AIM OF THE TASK:
Each record is to be printed exactly as given, down to the last mark.

ENTRIES SHOWN:
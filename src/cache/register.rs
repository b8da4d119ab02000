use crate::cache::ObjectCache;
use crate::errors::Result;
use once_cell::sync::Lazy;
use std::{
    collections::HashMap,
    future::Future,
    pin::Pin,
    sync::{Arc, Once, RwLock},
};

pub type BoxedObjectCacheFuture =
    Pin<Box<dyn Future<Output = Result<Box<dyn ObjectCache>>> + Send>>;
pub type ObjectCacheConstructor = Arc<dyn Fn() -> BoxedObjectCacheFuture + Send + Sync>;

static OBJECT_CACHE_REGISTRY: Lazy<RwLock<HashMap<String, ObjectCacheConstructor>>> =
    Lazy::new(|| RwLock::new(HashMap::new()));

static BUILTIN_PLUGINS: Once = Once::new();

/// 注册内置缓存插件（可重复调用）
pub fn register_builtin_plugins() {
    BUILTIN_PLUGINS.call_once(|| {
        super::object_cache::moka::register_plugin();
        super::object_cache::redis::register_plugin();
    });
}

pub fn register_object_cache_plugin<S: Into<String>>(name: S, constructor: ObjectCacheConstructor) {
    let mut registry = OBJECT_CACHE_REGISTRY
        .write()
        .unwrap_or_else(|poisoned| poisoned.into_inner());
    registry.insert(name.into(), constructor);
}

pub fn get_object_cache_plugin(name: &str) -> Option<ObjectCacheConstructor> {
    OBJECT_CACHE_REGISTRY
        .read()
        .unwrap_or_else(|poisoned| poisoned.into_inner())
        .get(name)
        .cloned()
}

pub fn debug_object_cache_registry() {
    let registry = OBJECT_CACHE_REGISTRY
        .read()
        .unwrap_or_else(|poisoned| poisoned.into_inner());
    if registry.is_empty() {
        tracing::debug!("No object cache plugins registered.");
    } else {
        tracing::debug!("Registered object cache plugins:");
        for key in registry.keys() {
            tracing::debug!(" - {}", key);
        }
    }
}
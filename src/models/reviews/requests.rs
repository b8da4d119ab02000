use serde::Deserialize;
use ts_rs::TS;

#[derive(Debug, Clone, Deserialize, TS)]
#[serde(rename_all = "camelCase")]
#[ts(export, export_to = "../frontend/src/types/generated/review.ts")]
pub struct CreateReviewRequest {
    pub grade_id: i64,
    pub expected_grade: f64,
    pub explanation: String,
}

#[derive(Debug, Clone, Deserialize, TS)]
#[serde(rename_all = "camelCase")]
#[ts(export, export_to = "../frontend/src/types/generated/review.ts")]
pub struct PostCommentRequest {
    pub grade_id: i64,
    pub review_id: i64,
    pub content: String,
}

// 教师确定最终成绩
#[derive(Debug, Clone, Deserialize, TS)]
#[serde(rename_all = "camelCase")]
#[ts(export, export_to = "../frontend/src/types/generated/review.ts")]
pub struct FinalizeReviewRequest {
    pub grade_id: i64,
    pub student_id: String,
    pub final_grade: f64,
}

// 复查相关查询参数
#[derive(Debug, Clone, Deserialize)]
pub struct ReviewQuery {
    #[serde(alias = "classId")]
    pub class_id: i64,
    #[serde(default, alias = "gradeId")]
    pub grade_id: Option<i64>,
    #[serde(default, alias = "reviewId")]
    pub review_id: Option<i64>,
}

TASK OUTPUT:
filename src/cache/register.rs
repository b8da4d119ab02000
use crate::cache::ObjectCache;
use crate::errors::Result;
use once_cell::sync::Lazy;
use std::{
    collections::HashMap,
    future::Future,
    pin::Pin,
    sync::{Arc, Once, RwLock},
};

pub type BoxedObjectCacheFuture =
    Pin<Box<dyn Future<Output = Result<Box<dyn ObjectCache>>> + Send>>;
pub type ObjectCacheConstructor = Arc<dyn Fn() -> BoxedObjectCacheFuture + Send + Sync>;

static OBJECT_CACHE_REGISTRY: Lazy<RwLock<HashMap<String, ObjectCacheConstructor>>> =
    Lazy::new(|| RwLock::new(HashMap::new()));

static BUILTIN_PLUGINS: Once = Once::new();

/// 注册内置缓存插件（可重复调用）
pub fn register_builtin_plugins() {
    BUILTIN_PLUGINS.call_once(|| {
        super::object_cache::moka::register_plugin();
        super::object_cache::redis::register_plugin();
    });
}

pub fn register_object_cache_plugin<S: Into<String>>(name: S, constructor: ObjectCacheConstructor) {
    let mut registry = OBJECT_CACHE_REGISTRY
        .write()
        .unwrap_or_else(|poisoned| poisoned.into_inner());
    registry.insert(name.into(), constructor);
}

pub fn get_object_cache_plugin(name: &str) -> Option<ObjectCacheConstructor> {
    OBJECT_CACHE_REGISTRY
        .read()
        .unwrap_or_else(|poisoned| poisoned.into_inner())
        .get(name)
        .cloned()
}

pub fn debug_object_cache_registry() {
    let registry = OBJECT_CACHE_REGISTRY
        .read()
        .unwrap_or_else(|poisoned| poisoned.into_inner());
    if registry.is_empty() {
        tracing::debug!("No object cache plugins registered.");
    } else {
        tracing::debug!("Registered object cache plugins:");
        for key in registry.keys() {
            tracing::debug!(" - {}", key);
        }
    }
}
filename src/models/reviews/requests.rs
repository b8da4d119ab02000
use serde::Deserialize;
use ts_rs::TS;

#[derive(Debug, Clone, Deserialize, TS)]
#[serde(rename_all = "camelCase")]
#[ts(export, export_to = "../frontend/src/types/generated/review.ts")]
pub struct CreateReviewRequest {
    pub grade_id: i64,
    pub expected_grade: f64,
    pub explanation: String,
}

#[derive(Debug, Clone, Deserialize, TS)]
#[serde(rename_all = "camelCase")]
#[ts(export, export_to = "../frontend/src/types/generated/review.ts")]
pub struct PostCommentRequest {
    pub grade_id: i64,
    pub review_id: i64,
    pub content: String,
}

// 教师确定最终成绩
#[derive(Debug, Clone, Deserialize, TS)]
#[serde(rename_all = "camelCase")]
#[ts(export, export_to = "../frontend/src/types/generated/review.ts")]
pub struct FinalizeReviewRequest {
    pub grade_id: i64,
    pub student_id: String,
    pub final_grade: f64,
}

// 复查相关查询参数
#[derive(Debug, Clone, Deserialize)]
pub struct ReviewQuery {
    #[serde(alias = "classId")]
    pub class_id: i64,
    #[serde(default, alias = "gradeId")]
    pub grade_id: Option<i64>,
    #[serde(default, alias = "reviewId")]
    pub review_id: Option<i64>,
}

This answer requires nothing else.